According to recent research from Germany, cited in Eurasia Review, this revision in climate targets and its effect on the Emissions Trading System could lead to the complete phasing-out of coal generation capacity in the EU by the end of the current decade.
“Once the EU translates their recently adjusted target of cutting emissions by at least 55% in 2030 in comparison to 1990 into tighter EU ETS caps, the electricity sector will see fundamental changes surprisingly soon,” one of the lead authors of the study, Robert Pietzcker from the Potsdam-Institute for Climate Impact Research (PIK), said.
“In our computer simulations of the new ambitious targets, this would mean that renewables would contribute almost three fourths of the power generation already in 2030 and we would reach zero emissions in the power sector as soon as by 2040. Once the change is initiated, it can gain speed in an unprecedented way.”
The result of these compute simulations is certainly impressive. However, there is one thing that it does not seem to have addressed: grid reliability. FT columnist John Dizzard wrote in a recent article how the spike in carbon prices had led to a parallel spike in natural gas prices and, somewhat oddly, an increase in coal-fired power generation, especially in Germany.
At the time of writing, Germany was generating about a tenth of its power from coal-fired plants and another 16 percent from nuclear power plants, according to electricityMap. Ten percent of the total is not an overwhelming amount of dirty fossil fuel power, but it is essential baseload—a concept that energy transition computer simulations regularly tend to overlook.
“Coal-fired and nuclear generation still provide a significant share of the country’s [Germany’s] power, but they are also a disproportionate share of the electric grid’s ‘stability’, or damping down disturbances in electricity flows that can be created by fluctuations in wind and solar generation,” the FT’s Dizzard noted, adding that Brussels might have done well to have considered the baseload implications of a shift to a predominantly renewable grid.

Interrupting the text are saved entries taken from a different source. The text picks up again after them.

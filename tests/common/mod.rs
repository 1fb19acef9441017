#![allow(dead_code)]

use std::collections::{HashMap, HashSet};
use std::sync::atomic::{AtomicUsize, Ordering};
use std::sync::{Arc, Mutex};
use std::time::Duration;

use async_trait::async_trait;
use chrono::{DateTime, TimeZone, Utc};
use tokio::time::Instant;

use med_digest::error::{ProviderError, RejectionKind};
use med_digest::models::PaperRecord;
use med_digest::services::{LlmProvider, LlmResponse};
use med_digest::workflow::prompts::{CLASSIFY_HEADER, EXTRACT_HEADER, SCORE_HEADER};
use med_digest::Config;

/// 按提示词标题行回答的测试服务方
///
/// - 通过提示词中的 `Title: ` 行识别论文
/// - 记录调用次数、最大并发调用数，以及每篇论文的首次调用开始和末次调用结束时间
#[derive(Default)]
pub struct StubProvider {
    specialties: HashMap<String, String>,
    reject_titles: HashSet<String>,
    reject_headers: HashSet<String>,
    delays: HashMap<String, Duration>,
    default_delay: Duration,
    rate_limited_first: AtomicUsize,
    calls: AtomicUsize,
    in_flight: AtomicUsize,
    max_in_flight: AtomicUsize,
    spans: Mutex<HashMap<String, (Instant, Instant)>>,
}

impl StubProvider {
    pub fn new() -> Self {
        Self::default()
    }

    pub fn specialty(mut self, title: &str, label: &str) -> Self {
        self.specialties.insert(title.to_string(), label.to_string());
        self
    }

    /// 该论文的任何分析调用都被永久拒绝
    pub fn reject_title(mut self, title: &str) -> Self {
        self.reject_titles.insert(title.to_string());
        self
    }

    /// 以该标题行开头的调用都被永久拒绝
    pub fn reject_header(mut self, header: &str) -> Self {
        self.reject_headers.insert(header.to_string());
        self
    }

    pub fn delay(mut self, title: &str, delay: Duration) -> Self {
        self.delays.insert(title.to_string(), delay);
        self
    }

    pub fn default_delay(mut self, delay: Duration) -> Self {
        self.default_delay = delay;
        self
    }

    /// 前 `n` 次调用返回频率限制
    pub fn rate_limited_first(self, n: usize) -> Self {
        self.rate_limited_first.store(n, Ordering::SeqCst);
        self
    }

    pub fn build(self) -> Arc<Self> {
        Arc::new(self)
    }

    pub fn calls(&self) -> usize {
        self.calls.load(Ordering::SeqCst)
    }

    pub fn max_in_flight(&self) -> usize {
        self.max_in_flight.load(Ordering::SeqCst)
    }

    /// 论文的 (首次调用开始, 末次调用结束)
    pub fn span(&self, title: &str) -> Option<(Instant, Instant)> {
        self.spans.lock().unwrap().get(title).copied()
    }

    fn respond(&self, header: &str, title: Option<&str>) -> String {
        match header {
            CLASSIFY_HEADER => {
                let label = title
                    .and_then(|t| self.specialties.get(t))
                    .map(String::as_str)
                    .unwrap_or("Other");
                format!("{{\"specialty\": \"{}\"}}", label)
            }
            EXTRACT_HEADER => format!(
                "{{\"keywords\": [\"biomarker\", \"Biomarker\", \"cohort\"], \"focus\": \"Focus of {}.\"}}",
                title.unwrap_or("unknown")
            ),
            // 分项之和 6.5 与上报分数不一致
            SCORE_HEADER => "{\"interest_score\": 9.0, \"breakdown\": {\"methodology\": 3, \"content_depth\": 1, \"keyword_relevance\": 2.5}}".to_string(),
            h if h.contains("KEY DISCOVERIES") => {
                "[\"First discovery\", \"Second discovery\"]".to_string()
            }
            _ => "Narrative paragraph.".to_string(),
        }
    }
}

fn title_of(prompt: &str) -> Option<&str> {
    prompt
        .lines()
        .find_map(|line| line.strip_prefix("Title: "))
        .map(str::trim)
}

#[async_trait]
impl LlmProvider for StubProvider {
    async fn invoke(&self, prompt: &str, _max_tokens: u32) -> Result<LlmResponse, ProviderError> {
        self.calls.fetch_add(1, Ordering::SeqCst);

        if self
            .rate_limited_first
            .fetch_update(Ordering::SeqCst, Ordering::SeqCst, |n| n.checked_sub(1))
            .is_ok()
        {
            return Err(ProviderError::RateLimited { retry_after: None });
        }

        let header = prompt.lines().next().unwrap_or_default();
        let title = title_of(prompt);
        let is_item_call = !header.starts_with("TASK: DIGEST");

        let now_in_flight = self.in_flight.fetch_add(1, Ordering::SeqCst) + 1;
        self.max_in_flight.fetch_max(now_in_flight, Ordering::SeqCst);

        let started = Instant::now();
        let delay = title
            .and_then(|t| self.delays.get(t))
            .copied()
            .unwrap_or(self.default_delay);
        if !delay.is_zero() {
            tokio::time::sleep(delay).await;
        }
        let finished = Instant::now();
        self.in_flight.fetch_sub(1, Ordering::SeqCst);

        if let (true, Some(title)) = (is_item_call, title) {
            let mut spans = self.spans.lock().unwrap();
            let span = spans.entry(title.to_string()).or_insert((started, finished));
            span.0 = span.0.min(started);
            span.1 = span.1.max(finished);
        }

        let rejected_title = is_item_call && title.is_some_and(|t| self.reject_titles.contains(t));
        if rejected_title || self.reject_headers.contains(header) {
            return Err(ProviderError::Rejected {
                kind: RejectionKind::ContentPolicy,
                reason: "blocked by stub".to_string(),
            });
        }

        Ok(LlmResponse {
            text: self.respond(header, title),
            input_tokens: 0,
            output_tokens: 0,
        })
    }

    fn model_name(&self) -> &str {
        "stub"
    }
}

pub fn published() -> DateTime<Utc> {
    Utc.with_ymd_and_hms(2025, 6, 2, 8, 0, 0).unwrap()
}

pub fn since() -> DateTime<Utc> {
    Utc.with_ymd_and_hms(2025, 6, 1, 0, 0, 0).unwrap()
}

pub fn paper(id: &str, title: &str) -> PaperRecord {
    PaperRecord {
        paper_id: id.to_string(),
        title: title.to_string(),
        authors: vec!["A. Author".to_string(), format!("{} Lead", id)],
        categories: vec!["q-bio.QM".to_string()],
        published: published(),
        abstract_text: format!("Abstract for {}.", title),
    }
}

/// `Paper-01` … `Paper-NN`，标题互不为子串
pub fn papers(count: usize) -> Vec<PaperRecord> {
    (1..=count)
        .map(|i| paper(&format!("id-{:02}", i), &format!("Paper-{:02}", i)))
        .collect()
}

pub fn test_config() -> Config {
    Config {
        base_backoff_ms: 10,
        call_timeout_secs: 30,
        ..Config::default()
    }
}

To sum up: the EU ETS is making European businesses less competitive than foreign rivals because carbon prices are soaring, and Brussels is still reluctant to impose a carbon border tax on imported goods. At the same time, planned changes to the electricity supply that these businesses use may make this electricity costlier—notice how the countries with the highest electricity prices are, with a couple of exceptions, also most of the countries with the most renewable generation capacity per electricityMap. These changes may also make it less reliable, and this can be an acute problem.

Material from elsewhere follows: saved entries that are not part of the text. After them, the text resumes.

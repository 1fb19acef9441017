use anyhow::Result;
use chrono::Utc;
use tracing::warn;

use med_digest::utils::logging;
use med_digest::{Config, DigestPipeline};

#[tokio::main]
async fn main() -> Result<()> {
    // 初始化日志
    logging::init();

    // 加载配置
    let config = Config::from_env()?;
    let since = Utc::now() - chrono::Duration::days(i64::from(config.lookback_days));

    // 初始化应用
    let pipeline = DigestPipeline::initialize(config).await?;

    // Ctrl-C 只阻止新的调用和新的论文，进行中的调用自然结束
    let cancel = pipeline.cancel_token();
    tokio::spawn(async move {
        if tokio::signal::ctrl_c().await.is_ok() {
            warn!("⏹️ 收到中断信号，停止启动新的分析");
            cancel.cancel();
        }
    });

    let report = pipeline.run(since).await?;
    if report.digest.is_partial() {
        warn!(
            "⚠️ 部分完成: {}/{}",
            report.digest.total_papers, report.digest.attempted
        );
    }

    Ok(())
}
use chrono::{DateTime, Utc};
use serde::{Deserialize, Serialize};

/// 论文记录（只读输入）
#[derive(Debug, Clone, PartialEq, Serialize, Deserialize)]
pub struct PaperRecord {
    pub paper_id: String,
    pub title: String,
    #[serde(default)]
    pub authors: Vec<String>,
    #[serde(default)]
    pub categories: Vec<String>,
    pub published: DateTime<Utc>,
    #[serde(rename = "abstract")]
    pub abstract_text: String,
}

impl PaperRecord {
    /// 摘要预览（用于日志和提示词）
    pub fn abstract_preview(&self, max_chars: usize) -> String {
        crate::utils::logging::truncate_text(&self.abstract_text, max_chars)
    }
}

impl std::fmt::Display for PaperRecord {
    fn fmt(&self, f: &mut std::fmt::Formatter<'_>) -> std::fmt::Result {
        let title_preview = crate::utils::logging::truncate_text(&self.title, 80);
        write!(f, "{} [{}]", title_preview, self.paper_id)
    }
}
//! 论文分析上下文
//!
//! 封装"我正在处理第几批的第几篇论文"这一信息

use std::fmt::Display;

/// 论文分析上下文
#[derive(Debug, Clone)]
pub struct ItemCtx {
    /// 论文标识
    pub paper_id: String,

    /// 批次编号（从1开始）
    pub batch_index: usize,

    /// 论文在整次运行中的位置（从1开始，仅用于日志显示）
    pub position: usize,

    /// 本次运行的论文总数
    pub total: usize,
}

impl ItemCtx {
    pub fn new(paper_id: String, batch_index: usize, position: usize, total: usize) -> Self {
        Self {
            paper_id,
            batch_index,
            position,
            total,
        }
    }
}

impl Display for ItemCtx {
    fn fmt(&self, f: &mut std::fmt::Formatter<'_>) -> std::fmt::Result {
        write!(
            f,
            "[批次 {} 论文 {}/{}]",
            self.batch_index, self.position, self.total
        )
    }
}

#[cfg(test)]
mod tests {
    use super::*;

    #[test]
    fn test_display_prefix() {
        let ctx = ItemCtx::new("2506.00001".to_string(), 2, 7, 10);
        assert_eq!(ctx.to_string(), "[批次 2 论文 7/10]");
    }
}
//! Cooperative periodic-refresh scheduling.
//!
//! The client is single threaded: refreshes are driven by whoever owns the
//! loop calling [`RefreshTimer::try_begin`] on each pass. A tick that fires
//! while a refresh is still in flight is dropped, not queued, so a slow
//! supervisor never builds a backlog of stale refreshes.

use log::debug;
use std::time::{Duration, Instant};

/// Fixed-interval timer with in-flight suppression.
#[derive(Debug)]
pub struct RefreshTimer {
    interval: Duration,
    next_due: Option<Instant>,
    in_flight: bool,
}

impl RefreshTimer {
    /// A timer that is due immediately and then every `interval`.
    pub fn new(interval: Duration) -> Self {
        Self {
            interval,
            next_due: None,
            in_flight: false,
        }
    }

    pub fn interval(&self) -> Duration {
        self.interval
    }

    /// Claim the tick at `now`. Returns false when the interval has not
    /// elapsed or a refresh is already in flight (the tick is dropped).
    /// A true return must be paired with [`complete`](Self::complete).
    pub fn try_begin(&mut self, now: Instant) -> bool {
        if self.in_flight {
            debug!("refresh tick dropped: previous refresh still in flight");
            return false;
        }
        if let Some(due) = self.next_due {
            if now < due {
                return false;
            }
        }
        self.in_flight = true;
        true
    }

    /// Mark the running refresh finished and schedule the next interval
    /// from `now` (not from the nominal due time, so a slow refresh does
    /// not cause an immediate re-fire).
    pub fn complete(&mut self, now: Instant) {
        self.in_flight = false;
        self.next_due = Some(now + self.interval);
    }
}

Despite these costs and supply security, EU authorities appear satisfied with where carbon prices are heading. In fact, as CNBC reported earlier this month, the man who heads the European Green Deal, Frans Timmermans, said that carbon prices need to rise much higher to ensure that the EU’s new emission reduction goals are met. Apparently, the cost at which these goals will be achieved, be it loss of competitiveness and higher prices for consumer goods when the EU is still suffering the fallout of the pandemic, does not figure into the equation at all.